The mitochondrial NAD-dependent methylenetetrahydrofolate dehydrogenase-cyclohydrolase (NMDMC) is believed to have evolved from a trifunctional NADP-dependent methylenetetrahydrofolate dehydrogenase-cyclohydrolase-synthetase. It is unique in its absolute requirement for inorganic phosphate and magnesium ions to support dehydrogenase activity. To enable us to investigate the roles of these ions, a homology model of human NMDMC was constructed based on the structures of three homologous proteins.
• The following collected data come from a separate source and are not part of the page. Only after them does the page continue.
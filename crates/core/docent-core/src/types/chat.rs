//! Chat room and message types

use chrono::NaiveDateTime;
use serde::{Deserialize, Serialize};

/// Speaker of a chat turn
#[derive(Debug, Clone, Copy, PartialEq, Eq, Serialize, Deserialize)]
#[serde(rename_all = "lowercase")]
pub enum ChatRole {
    /// The human asking
    User,
    /// The answering assistant
    Assistant,
}

impl ChatRole {
    /// Wire string for this role
    pub fn as_str(&self) -> &'static str {
        match self {
            ChatRole::User => "user",
            ChatRole::Assistant => "assistant",
        }
    }
}

/// User rating of an assistant answer
#[derive(Debug, Clone, Copy, PartialEq, Eq, Default, Serialize, Deserialize)]
#[serde(rename_all = "lowercase")]
pub enum Evaluation {
    /// Not rated
    #[default]
    None,
    /// Rated helpful
    Good,
    /// Rated unhelpful
    Bad,
}

impl Evaluation {
    /// Wire string for this rating
    pub fn as_str(&self) -> &'static str {
        match self {
            Evaluation::None => "none",
            Evaluation::Good => "good",
            Evaluation::Bad => "bad",
        }
    }
}

/// A chat room as returned by the API
#[derive(Debug, Clone, PartialEq, Serialize, Deserialize)]
pub struct ChatRoom {
    /// Room ID (opaque server string)
    pub id: String,

    /// Display name
    pub name: String,

    /// Custom assistant prompt saved on the room
    #[serde(default, skip_serializing_if = "Option::is_none")]
    pub custom_prompt: Option<String>,

    /// Whether the custom prompt is applied to new messages
    #[serde(default, skip_serializing_if = "Option::is_none")]
    pub is_active_custom_prompt: Option<bool>,

    /// Creation time
    #[serde(default)]
    pub created_at: Option<NaiveDateTime>,

    /// Last update time
    #[serde(default)]
    pub updated_at: Option<NaiveDateTime>,
}

/// A persisted chat message as returned by the API
#[derive(Debug, Clone, PartialEq, Serialize, Deserialize)]
pub struct ChatMessage {
    /// Message ID
    #[serde(default)]
    pub id: Option<String>,

    /// Owning room ID
    #[serde(default)]
    pub chat_room_id: Option<String>,

    /// Speaker
    pub role: ChatRole,

    /// Message text
    pub message: String,

    /// Stored reference labels (display strings, not the live pair form)
    #[serde(default)]
    pub references: Vec<String>,

    /// User rating
    #[serde(default)]
    pub evaluation: Evaluation,

    /// Custom prompt active when this message was sent
    #[serde(default, skip_serializing_if = "Option::is_none")]
    pub assistant_prompt: Option<String>,

    /// Model that produced the answer
    #[serde(default)]
    pub model: Option<String>,

    /// Search index selection active when this message was sent
    #[serde(default)]
    pub index_types: Option<Vec<IndexTypeDetail>>,

    /// Creation time
    #[serde(default)]
    pub created_at: Option<NaiveDateTime>,
}

/// One entry of the conversation history sent with a new message
#[derive(Debug, Clone, PartialEq, Serialize, Deserialize)]
pub struct HistoryItem {
    /// Speaker of the entry
    #[serde(rename = "type")]
    pub kind: ChatRole,

    /// Entry text
    pub content: String,
}

/// Search index selection detail sent with a new message
#[derive(Debug, Clone, PartialEq, Eq, Serialize, Deserialize)]
pub struct IndexTypeDetail {
    /// Index type ID
    pub id: String,

    /// Human-readable folder name
    pub folder_name: String,
}

/// Request body for sending a chat message
#[derive(Debug, Clone, PartialEq, Serialize, Deserialize)]
pub struct ChatMessageRequest {
    /// Target room
    pub chat_room_id: String,

    /// The user's message
    pub message: String,

    /// Custom assistant prompt, when one is set
    #[serde(skip_serializing_if = "Option::is_none")]
    pub assistant_prompt: Option<String>,

    /// Whether the custom prompt applies to this message
    pub is_active_assistant_prompt: bool,

    /// Prior turns of the conversation
    pub chat_history: Vec<HistoryItem>,

    /// Selected search index IDs
    pub index_type: Vec<String>,

    /// Selected search indexes with display names
    pub index_type_details: Vec<IndexTypeDetail>,

    /// Model to answer with
    pub model: String,
}

#[cfg(test)]
mod tests {
    use super::*;

    #[test]
    fn test_roles_use_lowercase_wire_strings() {
        assert_eq!(serde_json::to_string(&ChatRole::User).unwrap(), "\"user\"");
        assert_eq!(
            serde_json::to_string(&ChatRole::Assistant).unwrap(),
            "\"assistant\""
        );
        assert_eq!(Evaluation::Good.as_str(), "good");
        assert_eq!(Evaluation::default(), Evaluation::None);
    }

    #[test]
    fn test_chat_room_parses_server_shape() {
        let room: ChatRoom = serde_json::from_str(
            r#"{
                "id": "01J0ABC",
                "user_id": "u-1",
                "name": "New Chat",
                "custom_prompt": null,
                "is_active_custom_prompt": false,
                "created_at": "2025-07-01T10:00:00",
                "updated_at": "2025-07-01T10:05:00"
            }"#,
        )
        .unwrap();
        assert_eq!(room.name, "New Chat");
        assert_eq!(room.is_active_custom_prompt, Some(false));
        assert!(room.created_at.is_some());
    }

    #[test]
    fn test_history_item_uses_type_key() {
        let item = HistoryItem {
            kind: ChatRole::Assistant,
            content: "hello".to_string(),
        };
        assert_eq!(
            serde_json::to_string(&item).unwrap(),
            r#"{"type":"assistant","content":"hello"}"#
        );
    }

    #[test]
    fn test_message_request_serializes_full_body() {
        let req = ChatMessageRequest {
            chat_room_id: "room-1".to_string(),
            message: "what changed?".to_string(),
            assistant_prompt: None,
            is_active_assistant_prompt: false,
            chat_history: vec![],
            index_type: vec!["idx-1".to_string()],
            index_type_details: vec![IndexTypeDetail {
                id: "idx-1".to_string(),
                folder_name: "Manuals".to_string(),
            }],
            model: "gpt-4o-mini".to_string(),
        };
        let value = serde_json::to_value(&req).unwrap();
        assert_eq!(value["chat_room_id"], "room-1");
        assert_eq!(value["index_type"][0], "idx-1");
        assert_eq!(value["index_type_details"][0]["folder_name"], "Manuals");
        // Absent prompt is omitted, not null
        assert!(value.get("assistant_prompt").is_none());
    }
}
//! Error types for docent

use thiserror::Error;

/// Main error type for docent operations
#[derive(Debug, Error)]
pub enum DocentError {
    /// Non-2xx API response with the server-supplied detail message
    #[error("API error ({status}): {detail}")]
    Api {
        /// HTTP status code
        status: u16,
        /// Detail message from the response body
        detail: String,
    },

    /// Rejected credentials or expired session (401/403)
    #[error("Unauthorized ({status}): sign in again")]
    Unauthorized {
        /// HTTP status code
        status: u16,
    },

    /// Network/HTTP transport error
    #[error("Network error: {0}")]
    Network(#[from] reqwest::Error),

    /// Failure while reading a streamed response body
    #[error("Stream error: {0}")]
    Stream(String),

    /// Serialization/deserialization error
    #[error("Serialization error: {0}")]
    Serialization(#[from] serde_json::Error),

    /// IO error
    #[error("IO error: {0}")]
    Io(#[from] std::io::Error),

    /// Configuration error
    #[error("Configuration error: {0}")]
    Config(String),

    /// Validation error
    #[error("Validation error: {0}")]
    Validation(String),

    /// Not found error (generic)
    #[error("Not found: {0}")]
    NotFound(String),

    /// Generic error with context
    #[error("{0}")]
    Other(String),
}

/// Convenient Result type using DocentError
pub type Result<T> = std::result::Result<T, DocentError>;

impl DocentError {
    /// Create an API error from a status code and detail message
    pub fn api(status: u16, detail: impl Into<String>) -> Self {
        DocentError::Api {
            status,
            detail: detail.into(),
        }
    }

    /// Create a stream error
    pub fn stream(msg: impl Into<String>) -> Self {
        DocentError::Stream(msg.into())
    }

    /// Create a config error
    pub fn config(msg: impl Into<String>) -> Self {
        DocentError::Config(msg.into())
    }

    /// Create a validation error
    pub fn validation(msg: impl Into<String>) -> Self {
        DocentError::Validation(msg.into())
    }

    /// Create a not found error
    pub fn not_found(msg: impl Into<String>) -> Self {
        DocentError::NotFound(msg.into())
    }

    /// Create a generic error
    pub fn other(msg: impl Into<String>) -> Self {
        DocentError::Other(msg.into())
    }

    /// True for 401/403 responses
    pub fn is_unauthorized(&self) -> bool {
        matches!(self, DocentError::Unauthorized { .. })
    }

    /// The detail message shown in place of an answer when a send fails
    /// before streaming starts
    pub fn user_message(&self) -> String {
        match self {
            DocentError::Api { detail, .. } => detail.clone(),
            other => other.to_string(),
        }
    }
}
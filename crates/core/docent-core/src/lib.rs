//! docent core
//!
//! Shared foundation for the docent workspace: the sentinel-marker frame
//! parser for streamed chat responses, conversation and room state, wire
//! types for every API endpoint, and the ambient plumbing (errors, env
//! configuration, logging).
//!
//! # Example: parsing a streamed response
//!
//! ```
//! use docent_core::framing::StreamFrameParser;
//!
//! let mut parser = StreamFrameParser::new();
//! let mut events = Vec::new();
//! for chunk in ["the ans", "wer<<USED_TOKEN_START>>12", "<<REFERENCES_START>>[]"] {
//!     events.extend(parser.process_chunk(chunk));
//! }
//! events.extend(parser.finish());
//! assert_eq!(parser.outcome().answer, "the answer");
//! assert_eq!(parser.outcome().token_usage, Some(12));
//! ```

#![warn(missing_docs)]
#![warn(clippy::all)]

// Core modules
pub mod config;
pub mod error;
pub mod framing;
pub mod logging;
pub mod rooms;
pub mod session;
pub mod streaming;
pub mod types;

// Re-export main types
pub use config::{
    get_env_bool, get_env_int, get_env_or, get_required_env, load_env, load_env_from_path,
    validate_env,
};
pub use error::{DocentError, Result};
pub use framing::{
    decode_references, encode_references, ChatOutcome, Reference, StreamEvent, StreamFrameParser,
    Utf8StreamDecoder, REFERENCES_MARKER, TOKEN_USAGE_MARKER,
};
pub use logging::init_logging;
pub use rooms::{RoomSnapshot, RoomStore};
pub use session::{ChatSession, ChatTurn};
pub use streaming::{
    collect_outcome, create_event_stream, EventHandler, EventStream, EventStreamSender,
};
pub use types::*;
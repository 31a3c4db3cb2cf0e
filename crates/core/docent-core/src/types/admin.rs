//! Admin dashboard and account types

use super::chat::ChatMessage;
use chrono::NaiveDateTime;
use serde::{Deserialize, Serialize};

/// Account role
#[derive(Debug, Clone, Copy, PartialEq, Eq, Default, Serialize, Deserialize)]
#[serde(rename_all = "lowercase")]
pub enum UserRole {
    /// Regular account
    #[default]
    User,
    /// Administrator
    Admin,
}

impl UserRole {
    /// Wire string for this role
    pub fn as_str(&self) -> &'static str {
        match self {
            UserRole::User => "user",
            UserRole::Admin => "admin",
        }
    }
}

impl std::str::FromStr for UserRole {
    type Err = crate::DocentError;

    fn from_str(s: &str) -> Result<Self, Self::Err> {
        match s.to_lowercase().as_str() {
            "user" => Ok(UserRole::User),
            "admin" => Ok(UserRole::Admin),
            other => Err(crate::DocentError::validation(format!(
                "unknown role '{}', expected 'user' or 'admin'",
                other
            ))),
        }
    }
}

/// An account as returned by the API
///
/// `/user` answers with the session payload, which carries the ID under
/// `user_id`; the admin user list uses `id`. Both decode into `id`.
#[derive(Debug, Clone, PartialEq, Serialize, Deserialize)]
pub struct UserInfo {
    /// Account ID
    #[serde(alias = "user_id")]
    pub id: String,

    /// Email address
    pub email: String,

    /// Display name
    #[serde(default)]
    pub name: Option<String>,

    /// Account role
    #[serde(default)]
    pub role: UserRole,

    /// Registration time
    #[serde(default)]
    pub created_at: Option<NaiveDateTime>,
}

/// One day of usage in the dashboard transition chart
#[derive(Debug, Clone, PartialEq, Serialize, Deserialize)]
pub struct DailyUsage {
    /// Day, `YYYY-MM-DD`
    pub date: String,

    /// Exchanges on that day
    #[serde(default)]
    pub chat_count: u64,

    /// Tokens spent on that day
    #[serde(default)]
    pub token_usage: u64,
}

/// Admin dashboard payload
#[derive(Debug, Clone, PartialEq, Serialize, Deserialize)]
pub struct AdminDashboard {
    /// Exchanges in the last 24 hours
    #[serde(default)]
    pub last_24h_chat_count: u64,

    /// Per-day usage for the last seven days
    #[serde(default)]
    pub last_7days_transition: Vec<DailyUsage>,

    /// Most recent exchanges
    #[serde(default)]
    pub latest_chat_list: Vec<ChatMessage>,

    /// All registered accounts
    #[serde(default)]
    pub user_list: Vec<UserInfo>,
}

/// A search index type
///
/// The user-facing listing carries only `id` and `folder_name`; the admin
/// listing adds ordering and timestamps.
#[derive(Debug, Clone, PartialEq, Serialize, Deserialize)]
pub struct SearchIndexType {
    /// Index type ID
    pub id: String,

    /// Human-readable folder name
    pub folder_name: String,

    /// Position in the configured ordering
    #[serde(default)]
    pub display_order: Option<i64>,

    /// Creation time
    #[serde(default)]
    pub created_at: Option<NaiveDateTime>,
}
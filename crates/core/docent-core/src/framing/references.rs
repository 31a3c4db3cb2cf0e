//! Reference list carried after the reference marker

use crate::Result;
use serde::{Deserialize, Serialize};

/// A grounding reference attached to an assistant answer
///
/// Wire form is a two-element JSON array: the display label (source file
/// name with a `(p.N)` page suffix) followed by the source document URL.
#[derive(Debug, Clone, PartialEq, Eq, Serialize, Deserialize)]
#[serde(from = "(String, String)", into = "(String, String)")]
pub struct Reference {
    /// Display label, e.g. `manual.pdf(p.4)`
    pub label: String,
    /// Source document URL
    pub source: String,
}

impl Reference {
    /// Create a reference from a label and source URL
    pub fn new(label: impl Into<String>, source: impl Into<String>) -> Self {
        Self {
            label: label.into(),
            source: source.into(),
        }
    }

    /// The label without its page suffix
    pub fn file_name(&self) -> &str {
        match self.label.find("(p") {
            Some(idx) => &self.label[..idx],
            None => &self.label,
        }
    }
}

impl From<(String, String)> for Reference {
    fn from((label, source): (String, String)) -> Self {
        Self { label, source }
    }
}

impl From<Reference> for (String, String) {
    fn from(reference: Reference) -> Self {
        (reference.label, reference.source)
    }
}

/// Decode a reference list from its JSON wire form
pub fn decode_references(json: &str) -> Result<Vec<Reference>> {
    Ok(serde_json::from_str(json)?)
}

/// Encode a reference list to its JSON wire form
pub fn encode_references(references: &[Reference]) -> Result<String> {
    Ok(serde_json::to_string(references)?)
}
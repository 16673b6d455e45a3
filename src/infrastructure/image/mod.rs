//! Image infrastructure: caches, request handlers, decode and transform.

pub mod decoder;
pub mod disk_cache;
pub mod file_handler;
pub mod memory_cache;
pub mod network_handler;
pub mod transform;

pub use decoder::ImageDecoder;
pub use disk_cache::{DEFAULT_MAX_CACHE_SIZE, DiskImageCache};
pub use file_handler::FileRequestHandler;
pub use memory_cache::{DEFAULT_CACHE_SIZE, MemoryImageCache};
pub use network_handler::{NETWORK_RETRY_COUNT, NetworkRequestHandler};
pub use transform::GeometryTransformer;
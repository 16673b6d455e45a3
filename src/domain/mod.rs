//! Domain layer with core entities, errors and port definitions.

/// Entity definitions.
pub mod entities;
/// Error types.
pub mod errors;
/// Network connectivity model.
pub mod network;
/// Port definitions.
pub mod ports;

pub use entities::{Action, HuntOutcome, ImageKey, LoadedFrom, Priority, Request, Tag};
pub use errors::{HuntError, RequestError};
pub use network::{NetworkCapabilities, Transport};
pub use ports::{RequestHandler, Target, Transformation};
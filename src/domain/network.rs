//! Connectivity state reported by the platform.

use bitflags::bitflags;

bitflags! {
    /// Transports available on the active network.
    #[derive(Debug, Clone, Copy, Default, PartialEq, Eq, Hash)]
    pub struct Transport: u8 {
        /// Wi-Fi.
        const WIFI = 1 << 0;
        /// Wired ethernet.
        const ETHERNET = 1 << 1;
        /// Wi-Fi Aware (peer to peer).
        const WIFI_AWARE = 1 << 2;
        /// Cellular data.
        const CELLULAR = 1 << 3;
    }
}

/// Capabilities of the active network.
#[derive(Debug, Clone, Copy, Default, PartialEq, Eq, Hash)]
pub struct NetworkCapabilities {
    /// The network can reach the internet.
    pub internet: bool,
    /// Transports backing the network.
    pub transports: Transport,
}

impl NetworkCapabilities {
    /// Creates capabilities for an internet-connected network.
    #[must_use]
    pub const fn connected(transports: Transport) -> Self {
        Self {
            internet: true,
            transports,
        }
    }

    /// Creates capabilities for a network without internet access.
    #[must_use]
    pub const fn disconnected() -> Self {
        Self {
            internet: false,
            transports: Transport::empty(),
        }
    }

    /// Returns true if the network can reach the internet.
    #[must_use]
    pub const fn is_connected(&self) -> bool {
        self.internet
    }

    /// Returns true for unmetered broadband-class transports.
    #[must_use]
    pub const fn is_broadband(&self) -> bool {
        self.transports
            .intersects(Transport::WIFI.union(Transport::ETHERNET).union(Transport::WIFI_AWARE))
    }

    /// Returns true for metered cellular transports.
    #[must_use]
    pub const fn is_cellular(&self) -> bool {
        self.transports.contains(Transport::CELLULAR)
    }
}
The model supports the hypothesis that the absolutely required Pi can bind in close proximity to the 2'-hydroxyl of NAD through interactions with Arg166 and Arg198. The characterization of mutants of Arg166, Asp190, and Arg198 show that Arg166 is primarily responsible for Pi binding, while Arg198 plays a secondary role, assisting in binding and properly orienting the ion in the cofactor binding site. Asp190 helps to properly position Arg166. Mutants of Asp133 suggest that the magnesium ion interacts with both Pi and the aspartate side chain and plays a role in positioning Pi and NAD. NMDMC uses Pi and magnesium to adapt an NADP binding site for NAD binding. This adaptation represents a novel variation of the classic Rossmann fold.